One of the world’s largest manufacturers of storage devices with over 30 years of history, Seagate plans to take part alongside software vendors like VMware, cloud providers such as Rackspace and hardware makers like Intel and Cisco in creating open data centre blueprints.
OpenStack, launched in 2012, is a cloud computing project based on free and open source software released under the terms of the Apache License. Meanwhile, Open Compute is an initiative announced by Facebook in 2011 which sees the largest IT industry players share efficient, low-cost data centre and hardware designs.

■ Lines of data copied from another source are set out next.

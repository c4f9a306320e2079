//! Memoizing embedder wrapper

use async_trait::async_trait;
use std::collections::HashMap;
use tokio::sync::RwLock;
use tracing::debug;

use bedrag_core::{Embedder, EmbeddingVector, Result};

/// Caches embeddings by exact text so repeated queries skip the service call.
///
/// Failures are not cached.
pub struct CachedEmbedder<E> {
    inner: E,
    cache: RwLock<HashMap<String, EmbeddingVector>>,
}

impl<E: Embedder> CachedEmbedder<E> {
    pub fn new(inner: E) -> Self {
        Self {
            inner,
            cache: RwLock::new(HashMap::new()),
        }
    }

    /// Number of cached texts
    pub async fn len(&self) -> usize {
        self.cache.read().await.len()
    }

    pub async fn is_empty(&self) -> bool {
        self.cache.read().await.is_empty()
    }

    pub fn inner(&self) -> &E {
        &self.inner
    }
}

#[async_trait]
impl<E: Embedder> Embedder for CachedEmbedder<E> {
    async fn embed(&self, text: &str) -> Result<EmbeddingVector> {
        if let Some(hit) = self.cache.read().await.get(text) {
            debug!(chars = text.len(), "embedding cache hit");
            return Ok(hit.clone());
        }

        let vector = self.inner.embed(text).await?;
        self.cache
            .write()
            .await
            .insert(text.to_string(), vector.clone());
        Ok(vector)
    }

    fn model_id(&self) -> &str {
        self.inner.model_id()
    }
}
//! Generator trait and generation settings

use async_trait::async_trait;
use serde::{Deserialize, Serialize};

use crate::{GenerationResult, Prompt, Result};

/// Sampling settings for text generation
#[derive(Debug, Clone, Serialize, Deserialize)]
pub struct GenerationConfig {
    pub temperature: f32,
    pub top_p: f32,
}

impl Default for GenerationConfig {
    fn default() -> Self {
        Self {
            temperature: 0.7,
            top_p: 0.9,
        }
    }
}

/// Trait for text generation services
///
/// Fails with [`Error::GenerationService`](crate::Error::GenerationService) on
/// transport or auth failure, or when the response carries no completion.
#[async_trait]
pub trait Generator: Send + Sync {
    /// Complete a prompt, producing at most `max_tokens` tokens
    async fn generate(&self, prompt: &Prompt, max_tokens: u32) -> Result<GenerationResult>;

    /// Identifier of the generation model
    fn model_id(&self) -> &str;
}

From today, Seagate will join the community of over 150 organisations as a corporate sponsor member in order to “define and promote open source standards for cloud computing”. Other members of the OpenStack Foundation and Open Compute include Rackspace, Red Hat, Cisco, HP and Dell.
“Today’s explosion of data has forced cloud and big data customers to constantly look for ways to improve their storage infrastructure while lowering their total cost of ownership,” said Scott Horn, Seagate’s vice president of marketing.
“As an industry pioneer, Seagate is excited to take the first of a number of industry changing steps in joining the open source community and leveraging our vast knowledge of storage and cloud optimized solutions to help foster the growth of cloud storage solutions,” he added.
“Seagate’s commitment to open communities, such as OpenStack and Open Compute, where people with similar philosophies about cloud architecture and open source software and hardware openly collaborate together to develop the best solution possible is only going to benefit all stakeholders, consumers and the industry in general,” commented Dan Iacono, IDC’s research director for storage in cloud solutions.
Earlier this month, Seagate began to offer 100GB of free storage to anyone wishing to try its EVault cloud backup service, highlighting the stiff competition in this market.